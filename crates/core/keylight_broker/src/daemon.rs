use crate::authority::AuthorityContext;
use crate::authority::AuthorizationSettings;
use crate::guard::PathGuard;
use crate::polkit::ZbusConnector;
use crate::BrokerService;
use crate::WriteBroker;
use crate::BUS_NAME;
use crate::OBJECT_PATH;
use anyhow::Context;
use futures::StreamExt;
use keylight_config::get_config_dir;
use keylight_config::log_init;
use keylight_config::BusKind;
use keylight_config::KeylightConfig;
use keylight_config::LogConfigArgs;
use keylight_config::PathBuf;
use signal_hook::consts::signal::*;
use signal_hook_tokio::Signals;
use std::sync::Arc;
use tracing::debug;
use tracing::info;
use tracing::warn;
use zbus::Connection;

#[derive(Debug, clap::Parser)]
#[clap(
    name = "keylightd",
    version = clap::crate_version!(),
    about = clap::crate_description!()
)]
pub struct DaemonOpt {
    #[command(flatten)]
    pub log_args: LogConfigArgs,

    /// Start the broker from custom path
    ///
    /// [env: KEYLIGHT_CONFIG_DIR, default: /etc/keylight]
    #[clap(
        long = "config-dir",
        default_value = get_config_dir().into_string(),
        hide_env_values = true,
        hide_default_value = true,
    )]
    pub config_dir: PathBuf,

    /// Export the broker on the session bus instead of the system bus
    #[clap(long)]
    pub session: bool,

    /// Accept every request without asking polkit
    ///
    /// WARNING: any local user can then change the keyboard backlight.
    #[clap(long)]
    pub no_enforce: bool,
}

pub async fn run(opt: DaemonOpt) -> anyhow::Result<()> {
    let config = KeylightConfig::try_new(&opt.config_dir)?;
    log_init("keylightd", &opt.log_args, &opt.config_dir)?;

    let bus = if opt.session {
        BusKind::Session
    } else {
        config.broker.bus
    };
    let settings = AuthorizationSettings {
        enforce: config.broker.enforce_authorization && !opt.no_enforce,
        timeout: config.broker.authority_timeout(),
    };
    if !nix::unistd::Uid::effective().is_root() {
        warn!("Not running as root: the keyboard control files are likely read-only");
    }
    if !settings.enforce {
        warn!("Authorization is not enforced: every caller may change the keyboard backlight");
    }

    let (connection, connector) = match bus {
        BusKind::System => {
            let connection = Connection::system()
                .await
                .context("Failed to connect to the system bus")?;
            (connection.clone(), ZbusConnector::new(connection))
        }
        BusKind::Session => {
            let connection = Connection::session()
                .await
                .context("Failed to connect to the session bus")?;
            (
                connection.clone(),
                ZbusConnector::with_system_authority(connection),
            )
        }
    };

    let guard = PathGuard::default();
    for path in guard.allowed_paths() {
        debug!(%path, "Control file open to authorized callers");
    }

    let context = Arc::new(AuthorityContext::new(connector));
    let broker = WriteBroker::new(guard, context, settings);

    connection
        .object_server()
        .at(OBJECT_PATH, BrokerService::new(broker))
        .await
        .with_context(|| format!("Failed to export the broker at {OBJECT_PATH}"))?;
    connection
        .request_name(BUS_NAME)
        .await
        .with_context(|| format!("Failed to acquire the bus name {BUS_NAME}"))?;
    info!(bus_name = BUS_NAME, ?bus, "Broker ready");

    wait_for_termination().await?;
    info!("Shutting down");
    Ok(())
}

async fn wait_for_termination() -> anyhow::Result<()> {
    let mut signals = Signals::new([SIGTERM, SIGINT, SIGQUIT])
        .context("Failed to register the signal handlers")?;
    if let Some(signal) = signals.next().await {
        info!(signal, "Received termination signal");
    }
    Ok(())
}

####

# Aim of the exercise
Your job is to reproduce the data in full, with every line intact.

# Your response
filename crates/core/keylight_broker/src/daemon.rs
use crate::authority::AuthorityContext;
use crate::authority::AuthorizationSettings;
use crate::guard::PathGuard;
use crate::polkit::ZbusConnector;
use crate::BrokerService;
use crate::WriteBroker;
use crate::BUS_NAME;
use crate::OBJECT_PATH;
use anyhow::Context;
use futures::StreamExt;
use keylight_config::get_config_dir;
use keylight_config::log_init;
use keylight_config::BusKind;
use keylight_config::KeylightConfig;
use keylight_config::LogConfigArgs;
use keylight_config::PathBuf;
use signal_hook::consts::signal::*;
use signal_hook_tokio::Signals;
use std::sync::Arc;
use tracing::debug;
use tracing::info;
use tracing::warn;
use zbus::Connection;

#[derive(Debug, clap::Parser)]
#[clap(
    name = "keylightd",
    version = clap::crate_version!(),
    about = clap::crate_description!()
)]
pub struct DaemonOpt {
    #[command(flatten)]
    pub log_args: LogConfigArgs,

    /// Start the broker from custom path
    ///
    /// [env: KEYLIGHT_CONFIG_DIR, default: /etc/keylight]
    #[clap(
        long = "config-dir",
        default_value = get_config_dir().into_string(),
        hide_env_values = true,
        hide_default_value = true,
    )]
    pub config_dir: PathBuf,

    /// Export the broker on the session bus instead of the system bus
    #[clap(long)]
    pub session: bool,

    /// Accept every request without asking polkit
    ///
    /// WARNING: any local user can then change the keyboard backlight.
    #[clap(long)]
    pub no_enforce: bool,
}

pub async fn run(opt: DaemonOpt) -> anyhow::Result<()> {
    let config = KeylightConfig::try_new(&opt.config_dir)?;
    log_init("keylightd", &opt.log_args, &opt.config_dir)?;

    let bus = if opt.session {
        BusKind::Session
    } else {
        config.broker.bus
    };
    let settings = AuthorizationSettings {
        enforce: config.broker.enforce_authorization && !opt.no_enforce,
        timeout: config.broker.authority_timeout(),
    };
    if !nix::unistd::Uid::effective().is_root() {
        warn!("Not running as root: the keyboard control files are likely read-only");
    }
    if !settings.enforce {
        warn!("Authorization is not enforced: every caller may change the keyboard backlight");
    }

    let (connection, connector) = match bus {
        BusKind::System => {
            let connection = Connection::system()
                .await
                .context("Failed to connect to the system bus")?;
            (connection.clone(), ZbusConnector::new(connection))
        }
        BusKind::Session => {
            let connection = Connection::session()
                .await
                .context("Failed to connect to the session bus")?;
            (
                connection.clone(),
                ZbusConnector::with_system_authority(connection),
            )
        }
    };

    let guard = PathGuard::default();
    for path in guard.allowed_paths() {
        debug!(%path, "Control file open to authorized callers");
    }

    let context = Arc::new(AuthorityContext::new(connector));
    let broker = WriteBroker::new(guard, context, settings);

    connection
        .object_server()
        .at(OBJECT_PATH, BrokerService::new(broker))
        .await
        .with_context(|| format!("Failed to export the broker at {OBJECT_PATH}"))?;
    connection
        .request_name(BUS_NAME)
        .await
        .with_context(|| format!("Failed to acquire the bus name {BUS_NAME}"))?;
    info!(bus_name = BUS_NAME, ?bus, "Broker ready");

    wait_for_termination().await?;
    info!("Shutting down");
    Ok(())
}

async fn wait_for_termination() -> anyhow::Result<()> {
    let mut signals = Signals::new([SIGTERM, SIGINT, SIGQUIT])
        .context("Failed to register the signal handlers")?;
    if let Some(signal) = signals.next().await {
        info!(signal, "Received termination signal");
    }
    Ok(())
}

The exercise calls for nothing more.